Depuis, il a retrouvé sa forme, aidant le LAFC à conserver son statut de géant de la Conférence Ouest et à s’imposer sur la carte des profondeurs de l’équipe nationale.
« J’ai beaucoup appris à partir du moment où j’ai quitté Montréal. Je suis allé (à Grasshopper) et j’ai appris sur moi-même, quel style je veux jouer, quel type de joueur je veux être », a déclaré Choinière. « Je développe mon jeu, étape par étape, style par style, et j’en ajoute simplement d’autres. »
Il y a sept autres joueurs canadiens et plusieurs membres du personnel qui sont passés par Montréal à un moment donné de leur carrière. Cela inclut l’entraîneur-chef Jesse Marsch, qui a dirigé Montréal lors de sa saison inaugurale en MLS en 2012.
Après son licenciement, la carrière de Marsch l’a conduit à travers toute l’Europe avant de prendre la tête de l’équipe nationale masculine et de lui apporter une expérience vitale qu’il met à profit dans le football international. L’approche pratique qu’il souhaite adopter est d’autant plus cruciale compte tenu de la jeunesse de cette génération de joueurs, puisque seuls deux joueurs actuellement appelés ont plus de 30 ans.
« J’ai entendu certains entraîneurs de l’équipe nationale dire qu’on ne peut pas développer des joueurs au niveau de l’équipe nationale, c’est ridicule », a déclaré Marsch, qui s’est rendu à Zurich pour dîner avec Choinière et vérifier les progrès du jeune milieu de terrain. « Vous pouvez développer un joueur à tout moment, à tout moment, c’est donc ce que nous essayons de faire ici. »

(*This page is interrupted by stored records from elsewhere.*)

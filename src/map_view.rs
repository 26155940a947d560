use crate::aggregate;
use crate::color::ColorScale;
use crate::projection::Projection;
use crate::svg::{href_encode, multipolygon_path, xml_escape};
use crate::view::AtlasState;
use std::fmt::Write;

/// World choropleth: one path per country, filled from the color scale when
/// the country has a mean, the neutral fill otherwise. Each path carries a
/// tooltip `<title>` and links to its drill-down route.
pub fn render(state: &AtlasState, color: &ColorScale) -> String {
    let cfg = &state.config.map;
    let projection = Projection::world(cfg.projection_scale, cfg.width, cfg.height);

    let mut s = String::with_capacity(1 << 20);
    let _ = write!(
        s,
        "<svg xmlns=\"http://www.w3.org/2000/svg\" xmlns:xlink=\"http://www.w3.org/1999/xlink\" \
         width=\"{w}\" height=\"{h}\" viewBox=\"0 0 {w} {h}\">\n",
        w = cfg.width,
        h = cfg.height
    );
    s.push_str("  <style>path:hover { stroke: orange; }</style>\n");
    s.push_str("  <g>\n");

    for feature in &state.dataset.world {
        let d = multipolygon_path(&feature.geometry, &projection);
        if d.is_empty() {
            continue;
        }

        let stats = state.averages.get(&feature.name);
        let fill = match stats {
            Some(stats) => color.hex(stats.temperature),
            None => cfg.neutral_fill.clone(),
        };
        let tooltip_temp = match stats {
            Some(stats) => aggregate::format_temperature(stats.temperature),
            None => "No data".to_string(),
        };

        let _ = write!(
            s,
            "    <a href=\"/country/{href}\"><path d=\"{d}\" fill=\"{fill}\" stroke=\"#333\">\
             <title>{name}\nTemperature: {temp}</title></path></a>\n",
            href = href_encode(&feature.name),
            d = d,
            fill = fill,
            name = xml_escape(&feature.name),
            temp = xml_escape(&tooltip_temp),
        );
    }

    s.push_str("  </g>\n");
    s.push_str("</svg>\n");
    s
}
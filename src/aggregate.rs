use crate::types::{CountryStats, TemperatureRecord};
use std::collections::HashMap;

/// Mean temperature per country: one pass, running sum and count, divided out
/// at the end. Countries with no records have no entry.
pub fn country_means(records: &[TemperatureRecord]) -> HashMap<String, CountryStats> {
    let mut sums: HashMap<String, (f64, u32)> = HashMap::new();

    for record in records {
        let entry = sums.entry(record.country.clone()).or_insert((0.0, 0));
        entry.0 += record.average_temperature;
        entry.1 += 1;
    }

    sums.into_iter()
        .map(|(country, (sum, count))| {
            (
                country,
                CountryStats {
                    temperature: sum / count as f64,
                    count,
                },
            )
        })
        .collect()
}

/// Min and max over the raw per-record temperatures, not the country means.
pub fn record_extremes(records: &[TemperatureRecord]) -> Option<(f64, f64)> {
    records.iter().fold(None, |acc, record| {
        let t = record.average_temperature;
        Some(match acc {
            None => (t, t),
            Some((min, max)) => (min.min(t), max.max(t)),
        })
    })
}

/// Display format shared by the map tooltips and the extremes labels.
pub fn format_temperature(value: f64) -> String {
    format!("{:.2}°C", value)
}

Avant une autre fenêtre face à deux équipes figurant dans le top 50 du classement mondial de la FIFA, Marsch regarde une fois de plus son équipe pour progresser, en particulier contre une équipe australienne particulièrement physique. Les Socceroos ont connu une pénurie d’argenterie au cours de la dernière décennie, mais se classent toujours au 40e rang mondial et constituent un défi unique pour les hommes de Marsch.
« Je pense que c’est une équipe très avare, très organisée offensivement et très agressive. Ils sont bons sur les coups de pied arrêtés et ne lâchent pas grand-chose », a déclaré Marsch. « Ce ne sera pas un match facile pour nous. Je pense que l’une des choses qu’ils ont, c’est leur taille réelle et leur présence physique, et l’une des choses que nous avons, c’est la vitesse et la puissance. »
Il y a eu quelques blessures au cours de cette fenêtre, le défenseur Moïse Bombito s’étant cassé la jambe, le milieu de terrain Ismaël Koné ayant reçu un coup pendant l’entraînement et le gardien James Pantemis passant par le protocole de commotion cérébrale. Cela représente une équipe qui manque déjà des défenseurs Alphonso Davies et Alistair Johnston.
Koné devrait cependant débuter contre l’Australie et aucune blessure à long terme ne menace actuellement la participation d’un joueur à la Coupe du monde 2026.